*** Block opens ***
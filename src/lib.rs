//! Interactive editors for a cubic Bézier curve and a piecewise quadratic
//! midpoint spline.
//!
//! The curve math (`lerp`, [`CubicBezier`], [`segment_parameter`],
//! [`MidpointSpline`]) is generic over the [`Point`] trait and allocation free.
//! On top of it sits a toolkit independent editing [`Session`] that reacts to
//! [`EditorEvent`]s, and a [`Presenter`] seam with an SVG implementation
//! ([`SvgPresenter`]) built on `plotters`.
//!
//! ```rust
//! use curve_editor::{CubicBezier, MidpointSpline, Point2};
//!
//! let cubic = CubicBezier::new(
//!     Point2::new(0.0, 0.0),
//!     Point2::new(0.0, 1.0),
//!     Point2::new(1.0, 1.0),
//!     Point2::new(1.0, 0.0),
//! );
//! assert_eq!(cubic.eval(0.5), Point2::new(0.5, 0.75));
//!
//! let spline: MidpointSpline<Point2<f64>, 8> = MidpointSpline::from_slice(&[
//!     Point2::new(0.0, 0.0),
//!     Point2::new(2.0, 0.0),
//!     Point2::new(2.0, 2.0),
//!     Point2::new(0.0, 2.0),
//! ])
//! .unwrap();
//! assert_eq!(spline.eval(0.0), Point2::new(1.0, 0.0));
//! ```

use core::ops::{Add, Mul, Sub};

use tinyvec::ArrayVec;

pub mod cubic_bezier;
pub mod editor;
pub mod error;
pub mod event;
pub mod line;
pub mod midpoint_spline;
pub mod options;
pub mod point;
pub mod point2;
pub mod presenter;
pub mod quadratic_bezier;
pub mod sampling;
pub mod segment;
pub mod session;
pub mod spline;
pub mod svg_presenter;
pub mod viewport;

pub use cubic_bezier::CubicBezier;
pub use editor::run_editor;
pub use error::{CurveError, ParseEventError};
pub use event::{EditorEvent, Key};
pub use line::LineSegment;
pub use midpoint_spline::MidpointSpline;
pub use options::EditorOptions;
pub use point::{lerp, Point, PointIndex, PointNorm};
pub use point2::Point2;
pub use presenter::{render, LineStyle, MarkerStyle, Presenter, Projection};
pub use quadratic_bezier::QuadraticBezier;
pub use sampling::{linspace, SampledCurve, INLINE_SAMPLES};
pub use segment::segment_parameter;
pub use session::{Effect, Selection, Session};
pub use spline::Spline;
pub use svg_presenter::SvgPresenter;
pub use viewport::{Bounds, Viewport};

/// Scalar type used by the editors and their configuration.
pub type NativeFloat = f64;

/// Squared distance below which two points count as equal in tests and
/// degenerate checks.
pub const EPSILON: NativeFloat = 1e-12;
*** Block closes ***
Send back all the records above word for word.

_Written answer_
filename src/lib.rs
//! Interactive editors for a cubic Bézier curve and a piecewise quadratic
//! midpoint spline.
//!
//! The curve math (`lerp`, [`CubicBezier`], [`segment_parameter`],
//! [`MidpointSpline`]) is generic over the [`Point`] trait and allocation free.
//! On top of it sits a toolkit independent editing [`Session`] that reacts to
//! [`EditorEvent`]s, and a [`Presenter`] seam with an SVG implementation
//! ([`SvgPresenter`]) built on `plotters`.
//!
//! ```rust
//! use curve_editor::{CubicBezier, MidpointSpline, Point2};
//!
//! let cubic = CubicBezier::new(
//!     Point2::new(0.0, 0.0),
//!     Point2::new(0.0, 1.0),
//!     Point2::new(1.0, 1.0),
//!     Point2::new(1.0, 0.0),
//! );
//! assert_eq!(cubic.eval(0.5), Point2::new(0.5, 0.75));
//!
//! let spline: MidpointSpline<Point2<f64>, 8> = MidpointSpline::from_slice(&[
//!     Point2::new(0.0, 0.0),
//!     Point2::new(2.0, 0.0),
//!     Point2::new(2.0, 2.0),
//!     Point2::new(0.0, 2.0),
//! ])
//! .unwrap();
//! assert_eq!(spline.eval(0.0), Point2::new(1.0, 0.0));
//! ```

use core::ops::{Add, Mul, Sub};

use tinyvec::ArrayVec;

pub mod cubic_bezier;
pub mod editor;
pub mod error;
pub mod event;
pub mod line;
pub mod midpoint_spline;
pub mod options;
pub mod point;
pub mod point2;
pub mod presenter;
pub mod quadratic_bezier;
pub mod sampling;
pub mod segment;
pub mod session;
pub mod spline;
pub mod svg_presenter;
pub mod viewport;

pub use cubic_bezier::CubicBezier;
pub use editor::run_editor;
pub use error::{CurveError, ParseEventError};
pub use event::{EditorEvent, Key};
pub use line::LineSegment;
pub use midpoint_spline::MidpointSpline;
pub use options::EditorOptions;
pub use point::{lerp, Point, PointIndex, PointNorm};
pub use point2::Point2;
pub use presenter::{render, LineStyle, MarkerStyle, Presenter, Projection};
pub use quadratic_bezier::QuadraticBezier;
pub use sampling::{linspace, SampledCurve, INLINE_SAMPLES};
pub use segment::segment_parameter;
pub use session::{Effect, Selection, Session};
pub use spline::Spline;
pub use svg_presenter::SvgPresenter;
pub use viewport::{Bounds, Viewport};

/// Scalar type used by the editors and their configuration.
pub type NativeFloat = f64;

/// Squared distance below which two points count as equal in tests and
/// degenerate checks.
pub const EPSILON: NativeFloat = 1e-12;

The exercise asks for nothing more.